• INSTRUCTIONS FOR THE TASK
Repeat the listing below in full, exactly as it stands.

• DATA TO PROCESS

====

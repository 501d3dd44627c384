use crate::boundary::BoundaryWarning;
use crate::config::Config;
use crate::error::{ReleaseError, Result};
use std::fs::{self, File};
use std::io;
use std::path::{Path, PathBuf};
use walkdir::WalkDir;
use zip::write::FileOptions;
use zip::{CompressionMethod, ZipWriter};

/// The distributable produced for one release.
#[derive(Debug, Clone, PartialEq, Eq)]
pub struct PackageArtifact {
    pub archive_path: PathBuf,
    pub archive_name: String,
    /// `<dist>/<archive_root>`, the tree that was compressed
    pub staging_dir: PathBuf,
    pub file_count: usize,
    pub warnings: Vec<BoundaryWarning>,
}

/// Assembles the distributable layout and compresses it.
pub struct Packager<'a> {
    root: PathBuf,
    config: &'a Config,
}

impl<'a> Packager<'a> {
    pub fn new(root: impl Into<PathBuf>, config: &'a Config) -> Self {
        Packager {
            root: root.into(),
            config,
        }
    }

    /// `<archive_root>-<tag>.zip`
    pub fn archive_name(&self, tag: &str) -> String {
        format!("{}-{}.zip", self.config.package.archive_root, tag)
    }

    /// Stage and compress the package for `tag`.
    ///
    /// Required files are checked before anything is written, so a missing
    /// one never leaves a partial archive behind. Absent optional files and
    /// directories are skipped with a warning.
    pub fn package(&self, tag: &str) -> Result<PackageArtifact> {
        for required in self.config.paths.required_files() {
            if !self.root.join(required).is_file() {
                return Err(ReleaseError::missing_file(required));
            }
        }

        let dist_dir = self.root.join(&self.config.paths.dist_dir);
        let staging_dir = dist_dir.join(&self.config.package.archive_root);
        if staging_dir.exists() {
            fs::remove_dir_all(&staging_dir)?;
        }
        fs::create_dir_all(&staging_dir)?;

        let mut warnings = Vec::new();
        let mut file_count = 0;

        for dir in &self.config.packaging.directories {
            let source = self.root.join(dir);
            if source.is_dir() {
                file_count += copy_tree(&source, &staging_dir.join(dir))?;
            } else {
                warnings.push(BoundaryWarning::SkippedOptionalInput { path: dir.clone() });
            }
        }

        for required in self.config.paths.required_files() {
            copy_file(&self.root.join(required), &staging_dir.join(required))?;
            file_count += 1;
        }

        for optional in &self.config.packaging.optional_files {
            let source = self.root.join(optional);
            if source.is_file() {
                copy_file(&source, &staging_dir.join(optional))?;
                file_count += 1;
            } else {
                warnings.push(BoundaryWarning::SkippedOptionalInput {
                    path: optional.clone(),
                });
            }
        }

        let archive_name = self.archive_name(tag);
        let archive_path = dist_dir.join(&archive_name);
        let partial = dist_dir.join(format!("{}.partial", archive_name));

        if let Err(e) = write_archive(&staging_dir, &self.config.package.archive_root, &partial) {
            let _ = fs::remove_file(&partial);
            return Err(e);
        }
        fs::rename(&partial, &archive_path)?;

        Ok(PackageArtifact {
            archive_path,
            archive_name,
            staging_dir,
            file_count,
            warnings,
        })
    }
}

fn copy_file(source: &Path, target: &Path) -> Result<()> {
    if let Some(parent) = target.parent() {
        fs::create_dir_all(parent)?;
    }
    fs::copy(source, target)?;
    Ok(())
}

/// Copy every regular file below `source` into `target`; returns the count.
fn copy_tree(source: &Path, target: &Path) -> Result<usize> {
    let mut copied = 0;
    for entry in WalkDir::new(source).sort_by_file_name() {
        let entry = entry.map_err(|e| ReleaseError::Io(io::Error::new(io::ErrorKind::Other, e)))?;
        let relative = entry
            .path()
            .strip_prefix(source)
            .map_err(|e| ReleaseError::Io(io::Error::new(io::ErrorKind::Other, e)))?;
        let destination = target.join(relative);

        if entry.file_type().is_dir() {
            fs::create_dir_all(&destination)?;
        } else if entry.file_type().is_file() {
            copy_file(entry.path(), &destination)?;
            copied += 1;
        }
    }
    Ok(copied)
}

/// Compress `staging_dir` so every entry sits under `<root_name>/`.
fn write_archive(staging_dir: &Path, root_name: &str, archive_path: &Path) -> Result<()> {
    let file = File::create(archive_path)?;
    let mut zip = ZipWriter::new(file);
    let options = FileOptions::default().compression_method(CompressionMethod::Deflated);

    for entry in WalkDir::new(staging_dir).sort_by_file_name() {
        let entry = entry.map_err(|e| ReleaseError::Io(io::Error::new(io::ErrorKind::Other, e)))?;
        let relative = entry
            .path()
            .strip_prefix(staging_dir)
            .map_err(|e| ReleaseError::Io(io::Error::new(io::ErrorKind::Other, e)))?;

        let mut name = root_name.to_string();
        for component in relative.components() {
            name.push('/');
            name.push_str(&component.as_os_str().to_string_lossy());
        }

        if entry.file_type().is_dir() {
            zip.add_directory(format!("{}/", name), options)?;
        } else if entry.file_type().is_file() {
            zip.start_file(name, options)?;
            let mut source = File::open(entry.path())?;
            io::copy(&mut source, &mut zip)?;
        }
    }

    zip.finish()?;
    Ok(())
}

====

• ANSWER SECTION
repository 501d3dd44627c384
use crate::boundary::BoundaryWarning;
use crate::config::Config;
use crate::error::{ReleaseError, Result};
use std::fs::{self, File};
use std::io;
use std::path::{Path, PathBuf};
use walkdir::WalkDir;
use zip::write::FileOptions;
use zip::{CompressionMethod, ZipWriter};

/// The distributable produced for one release.
#[derive(Debug, Clone, PartialEq, Eq)]
pub struct PackageArtifact {
    pub archive_path: PathBuf,
    pub archive_name: String,
    /// `<dist>/<archive_root>`, the tree that was compressed
    pub staging_dir: PathBuf,
    pub file_count: usize,
    pub warnings: Vec<BoundaryWarning>,
}

/// Assembles the distributable layout and compresses it.
pub struct Packager<'a> {
    root: PathBuf,
    config: &'a Config,
}

impl<'a> Packager<'a> {
    pub fn new(root: impl Into<PathBuf>, config: &'a Config) -> Self {
        Packager {
            root: root.into(),
            config,
        }
    }

    /// `<archive_root>-<tag>.zip`
    pub fn archive_name(&self, tag: &str) -> String {
        format!("{}-{}.zip", self.config.package.archive_root, tag)
    }

    /// Stage and compress the package for `tag`.
    ///
    /// Required files are checked before anything is written, so a missing
    /// one never leaves a partial archive behind. Absent optional files and
    /// directories are skipped with a warning.
    pub fn package(&self, tag: &str) -> Result<PackageArtifact> {
        for required in self.config.paths.required_files() {
            if !self.root.join(required).is_file() {
                return Err(ReleaseError::missing_file(required));
            }
        }

        let dist_dir = self.root.join(&self.config.paths.dist_dir);
        let staging_dir = dist_dir.join(&self.config.package.archive_root);
        if staging_dir.exists() {
            fs::remove_dir_all(&staging_dir)?;
        }
        fs::create_dir_all(&staging_dir)?;

        let mut warnings = Vec::new();
        let mut file_count = 0;

        for dir in &self.config.packaging.directories {
            let source = self.root.join(dir);
            if source.is_dir() {
                file_count += copy_tree(&source, &staging_dir.join(dir))?;
            } else {
                warnings.push(BoundaryWarning::SkippedOptionalInput { path: dir.clone() });
            }
        }

        for required in self.config.paths.required_files() {
            copy_file(&self.root.join(required), &staging_dir.join(required))?;
            file_count += 1;
        }

        for optional in &self.config.packaging.optional_files {
            let source = self.root.join(optional);
            if source.is_file() {
                copy_file(&source, &staging_dir.join(optional))?;
                file_count += 1;
            } else {
                warnings.push(BoundaryWarning::SkippedOptionalInput {
                    path: optional.clone(),
                });
            }
        }

        let archive_name = self.archive_name(tag);
        let archive_path = dist_dir.join(&archive_name);
        let partial = dist_dir.join(format!("{}.partial", archive_name));

        if let Err(e) = write_archive(&staging_dir, &self.config.package.archive_root, &partial) {
            let _ = fs::remove_file(&partial);
            return Err(e);
        }
        fs::rename(&partial, &archive_path)?;

        Ok(PackageArtifact {
            archive_path,
            archive_name,
            staging_dir,
            file_count,
            warnings,
        })
    }
}

fn copy_file(source: &Path, target: &Path) -> Result<()> {
    if let Some(parent) = target.parent() {
        fs::create_dir_all(parent)?;
    }
    fs::copy(source, target)?;
    Ok(())
}

/// Copy every regular file below `source` into `target`; returns the count.
fn copy_tree(source: &Path, target: &Path) -> Result<usize> {
    let mut copied = 0;
    for entry in WalkDir::new(source).sort_by_file_name() {
        let entry = entry.map_err(|e| ReleaseError::Io(io::Error::new(io::ErrorKind::Other, e)))?;
        let relative = entry
            .path()
            .strip_prefix(source)
            .map_err(|e| ReleaseError::Io(io::Error::new(io::ErrorKind::Other, e)))?;
        let destination = target.join(relative);

        if entry.file_type().is_dir() {
            fs::create_dir_all(&destination)?;
        } else if entry.file_type().is_file() {
            copy_file(entry.path(), &destination)?;
            copied += 1;
        }
    }
    Ok(copied)
}

/// Compress `staging_dir` so every entry sits under `<root_name>/`.
fn write_archive(staging_dir: &Path, root_name: &str, archive_path: &Path) -> Result<()> {
    let file = File::create(archive_path)?;
    let mut zip = ZipWriter::new(file);
    let options = FileOptions::default().compression_method(CompressionMethod::Deflated);

    for entry in WalkDir::new(staging_dir).sort_by_file_name() {
        let entry = entry.map_err(|e| ReleaseError::Io(io::Error::new(io::ErrorKind::Other, e)))?;
        let relative = entry
            .path()
            .strip_prefix(staging_dir)
            .map_err(|e| ReleaseError::Io(io::Error::new(io::ErrorKind::Other, e)))?;

        let mut name = root_name.to_string();
        for component in relative.components() {
            name.push('/');
            name.push_str(&component.as_os_str().to_string_lossy());
        }

        if entry.file_type().is_dir() {
            zip.add_directory(format!("{}/", name), options)?;
        } else if entry.file_type().is_file() {
            zip.start_file(name, options)?;
            let mut source = File::open(entry.path())?;
            io::copy(&mut source, &mut zip)?;
        }
    }

    zip.finish()?;
    Ok(())
}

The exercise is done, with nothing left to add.